My paranoia related to poor theory of mind

I sometimes have a prosecutory complex, due to sometimes misinterpreting people's intentions and believe that others are plotting against me and I get scared!

  • Same here.  Unfortunately often it's true and people are actually plotting against me 

  • that's normal. and sometimes true. but you shouldn't be scared.

    read or watch something about double empathy, that's the reason behind 

    misinterpreting people's intentions
  • I have the same condition.  I read somewhere that ASD people don’t think or know that others have bad feeling towards them, they just fear it.  Fear is the Pharaoh.  It forces me to believe what it says is true.  I don’t have an option to distrust fear.  I am compelled to believe all fears if they occur to me.  My only evidence for something being True is not sensory: it is fear.  Do I have Fear about something?  That is sufficient evidence for its existence. I guess if a fear exists for me I somehow automatically trust it as ‘the Truth, the Whole Truth and Nothing but the Truth’.

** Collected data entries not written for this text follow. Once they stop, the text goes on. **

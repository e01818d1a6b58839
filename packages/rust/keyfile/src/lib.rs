//! Section-based key/value database reader.
//!
//! Both the recipe and chef databases are key files: named `[sections]`
//! holding `key=value` entries. Section names are stable entry keys, and
//! section order is the order entries are imported in.

mod parser;

use std::path::{Path, PathBuf};

use basin_shared::{BasinError, Result};
use tracing::{debug, instrument};

// ---------------------------------------------------------------------------
// KeyFile
// ---------------------------------------------------------------------------

/// A parsed key file.
#[derive(Debug, Clone)]
pub struct KeyFile {
    path: PathBuf,
    sections: Vec<Section>,
}

impl KeyFile {
    /// Read and parse the key file at `path`.
    #[instrument(skip_all, fields(path = %path.display()))]
    pub fn load(path: &Path) -> Result<Self> {
        let content = std::fs::read_to_string(path).map_err(|e| BasinError::io(path, e))?;
        let key_file = Self::parse(&content, path)?;
        debug!(sections = key_file.sections.len(), "key file loaded");
        Ok(key_file)
    }

    /// Parse key file text. `origin` is used to label errors.
    pub fn parse(content: &str, origin: impl Into<PathBuf>) -> Result<Self> {
        let path = origin.into();
        let sections = parser::parse_sections(content, &path)?;
        Ok(Self { path, sections })
    }

    pub fn path(&self) -> &Path {
        &self.path
    }

    /// Sections in first-appearance order.
    pub fn sections(&self) -> impl Iterator<Item = &Section> {
        self.sections.iter()
    }

    pub fn section(&self, name: &str) -> Option<&Section> {
        self.sections.iter().find(|s| s.name == name)
    }

    pub fn len(&self) -> usize {
        self.sections.len()
    }

    pub fn is_empty(&self) -> bool {
        self.sections.is_empty()
    }
}

// ---------------------------------------------------------------------------
// Section
// ---------------------------------------------------------------------------

/// One named section and its entries, in insertion order.
#[derive(Debug, Clone)]
pub struct Section {
    name: String,
    origin: PathBuf,
    entries: Vec<(String, String)>,
}

impl Section {
    fn new(name: &str, origin: &Path) -> Self {
        Self {
            name: name.to_string(),
            origin: origin.to_path_buf(),
            entries: Vec::new(),
        }
    }

    /// Insert or replace an entry.
    fn insert(&mut self, key: &str, value: &str) {
        match self.entries.iter_mut().find(|(k, _)| k == key) {
            Some(entry) => entry.1 = value.to_string(),
            None => self.entries.push((key.to_string(), value.to_string())),
        }
    }

    pub fn name(&self) -> &str {
        &self.name
    }

    /// Raw value for `key`, if present.
    pub fn get(&self, key: &str) -> Option<&str> {
        self.entries
            .iter()
            .find(|(k, _)| k == key)
            .map(|(_, v)| v.as_str())
    }

    /// Raw value for a required `key`; absence names the file, section and key.
    pub fn require(&self, key: &str) -> Result<&str> {
        self.get(key)
            .ok_or_else(|| BasinError::missing_field(&self.origin, &self.name, key))
    }

    pub fn keys(&self) -> impl Iterator<Item = &str> {
        self.entries.iter().map(|(k, _)| k.as_str())
    }
}

#[cfg(test)]
mod tests {
    use super::*;

    #[test]
    fn load_recipes_fixture() {
        let key_file = KeyFile::load(Path::new("../../../fixtures/db/recipes.db")).unwrap();
        let names: Vec<_> = key_file.sections().map(Section::name).collect();
        assert_eq!(names, ["Metadata", "Cake", "Bread", "Brownies"]);

        let cake = key_file.section("Cake").unwrap();
        assert_eq!(cake.get("Images"), Some("cake1.jpg;cake2.jpg"));
        assert_eq!(cake.get("DefaultImage"), Some("1"));
    }

    #[test]
    fn require_reports_missing_key() {
        let key_file = KeyFile::parse("[Cake]\nName=Cake\n", "recipes.db").unwrap();
        let cake = key_file.section("Cake").unwrap();

        assert_eq!(cake.require("Name").unwrap(), "Cake");
        let err = cake.require("Author").unwrap_err();
        match err {
            BasinError::MissingField { path, group, key } => {
                assert_eq!(path, PathBuf::from("recipes.db"));
                assert_eq!(group, "Cake");
                assert_eq!(key, "Author");
            }
            other => panic!("unexpected error: {other}"),
        }
    }

    #[test]
    fn locale_suffixed_keys_are_distinct() {
        let key_file = KeyFile::parse("[Cake]\nName=Cake\nName[fr]=Gâteau\n", "r.db").unwrap();
        let cake = key_file.section("Cake").unwrap();
        assert_eq!(cake.get("Name"), Some("Cake"));
        assert_eq!(cake.get("Name[fr]"), Some("Gâteau"));
        assert_eq!(cake.keys().count(), 2);
    }

    #[test]
    fn load_missing_file_is_io_error() {
        let dir = tempfile::tempdir().unwrap();
        let err = KeyFile::load(&dir.path().join("absent.db")).unwrap_err();
        assert!(matches!(err, BasinError::Io { .. }));
    }

    #[test]
    fn empty_file_has_no_sections() {
        let key_file = KeyFile::parse("", "chefs.db").unwrap();
        assert!(key_file.is_empty());
        assert_eq!(key_file.path(), Path::new("chefs.db"));
    }
}
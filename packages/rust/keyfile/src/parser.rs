//! Line-oriented key file parser.
//!
//! Recognized lines (after trimming surrounding whitespace):
//! - blank lines and `# comments`: ignored
//! - `[Section Name]`: opens (or re-opens) a section
//! - `key=value`: entry in the current section, value kept raw

use std::path::Path;
use std::sync::LazyLock;

use basin_shared::{BasinError, Result};
use regex::Regex;

use crate::Section;

// ---------------------------------------------------------------------------
// Regex patterns (compiled once)
// ---------------------------------------------------------------------------

/// Matches `[Name]`. Brackets are not allowed inside the name.
static SECTION_RE: LazyLock<Regex> =
    LazyLock::new(|| Regex::new(r"^\[([^\[\]]*)\]$").expect("section regex"));

/// Matches `key=value`, with optional whitespace around `=`.
static ENTRY_RE: LazyLock<Regex> =
    LazyLock::new(|| Regex::new(r"^([^=]+?)\s*=\s*(.*)$").expect("entry regex"));

// ---------------------------------------------------------------------------
// Parser
// ---------------------------------------------------------------------------

/// Parse key file text into sections, in first-appearance order.
///
/// `origin` only labels errors and is recorded on each section.
pub(crate) fn parse_sections(content: &str, origin: &Path) -> Result<Vec<Section>> {
    let content = content.strip_prefix('\u{feff}').unwrap_or(content);
    let mut sections: Vec<Section> = Vec::new();
    // Index into `sections` of the section currently receiving entries.
    let mut current: Option<usize> = None;

    for (idx, line) in content.lines().enumerate() {
        let line_no = idx + 1;
        let trimmed = line.trim();

        if trimmed.is_empty() || trimmed.starts_with('#') {
            continue;
        }

        if let Some(caps) = SECTION_RE.captures(trimmed) {
            let name = caps[1].trim();
            if name.is_empty() {
                return Err(BasinError::parse(origin, line_no, "empty section name"));
            }
            // A repeated header merges into the earlier section.
            let pos = match sections.iter().position(|s| s.name == name) {
                Some(pos) => pos,
                None => {
                    sections.push(Section::new(name, origin));
                    sections.len() - 1
                }
            };
            current = Some(pos);
            continue;
        }

        if let Some(caps) = ENTRY_RE.captures(trimmed) {
            let Some(pos) = current else {
                return Err(BasinError::parse(
                    origin,
                    line_no,
                    "key/value pair appears before any [section]",
                ));
            };
            sections[pos].insert(caps[1].trim(), &caps[2]);
            continue;
        }

        return Err(BasinError::parse(
            origin,
            line_no,
            format!("expected [section] or key=value, found `{trimmed}`"),
        ));
    }

    Ok(sections)
}
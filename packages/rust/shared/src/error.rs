//! Error types for basin-recipes.
//!
//! Library crates use [`BasinError`] via `thiserror`.
//! The CLI wraps this with `color-eyre` for rich diagnostics.

use std::path::PathBuf;

/// Top-level error type for all manifest-building operations.
#[derive(Debug, thiserror::Error)]
pub enum BasinError {
    /// Configuration loading or validation error.
    #[error("config error: {message}")]
    Config { message: String },

    /// Malformed section database.
    #[error("parse error in {path:?} at line {line}: {message}")]
    Parse {
        path: PathBuf,
        line: usize,
        message: String,
    },

    /// A required key is absent from a database section.
    #[error("missing field `{key}` in section [{group}] of {path:?}")]
    MissingField {
        path: PathBuf,
        group: String,
        key: String,
    },

    /// Filesystem I/O error.
    #[error("I/O error at {path:?}: {source}")]
    Io {
        path: PathBuf,
        source: std::io::Error,
    },

    /// Directory traversal error.
    #[error("failed to walk {path:?}: {message}")]
    Walk { path: PathBuf, message: String },

    /// Manifest serialization or integrity error.
    #[error("validation error: {message}")]
    Validation { message: String },
}

/// Convenience alias used throughout the codebase.
pub type Result<T> = std::result::Result<T, BasinError>;

impl BasinError {
    /// Create a config error from any displayable message.
    pub fn config(msg: impl Into<String>) -> Self {
        Self::Config {
            message: msg.into(),
        }
    }

    /// Create a parse error for a specific file and 1-based line.
    pub fn parse(path: impl Into<PathBuf>, line: usize, msg: impl Into<String>) -> Self {
        Self::Parse {
            path: path.into(),
            line,
            message: msg.into(),
        }
    }

    /// Create a validation error from any displayable message.
    pub fn validation(msg: impl Into<String>) -> Self {
        Self::Validation {
            message: msg.into(),
        }
    }

    /// Wrap a `std::io::Error` with a path for context.
    pub fn io(path: impl Into<PathBuf>, source: std::io::Error) -> Self {
        Self::Io {
            path: path.into(),
            source,
        }
    }

    pub fn missing_field(
        path: impl Into<PathBuf>,
        group: impl Into<String>,
        key: impl Into<String>,
    ) -> Self {
        Self::MissingField {
            path: path.into(),
            group: group.into(),
            key: key.into(),
        }
    }
}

    I am powerless over my fear.  I know the rational situation is as follows: ‘Fearing the worst is only fearing the worst.  The fear is not sufficient evidence for ‘the way things are’.’

    But that’s easier said than done.

    Therefore I  have to do something that’s not feeding the fear.  The best food for my unshared fear is to keep it unshared, unexpressed.

    Reading and writing here are types of acts which are real.  They are not fantasies.  They do not feed my sickness which lives in the realm of my problem -the seemingly comfortable, controllable and familiar fantasyland prison of my mind and body.  I need my actions to  bring me to the powerful shared space where others can help others. 

    I get the Power I need from outside my own head.  For example: this forum -at this moment- is that Power because I’m tap-typing in Hope.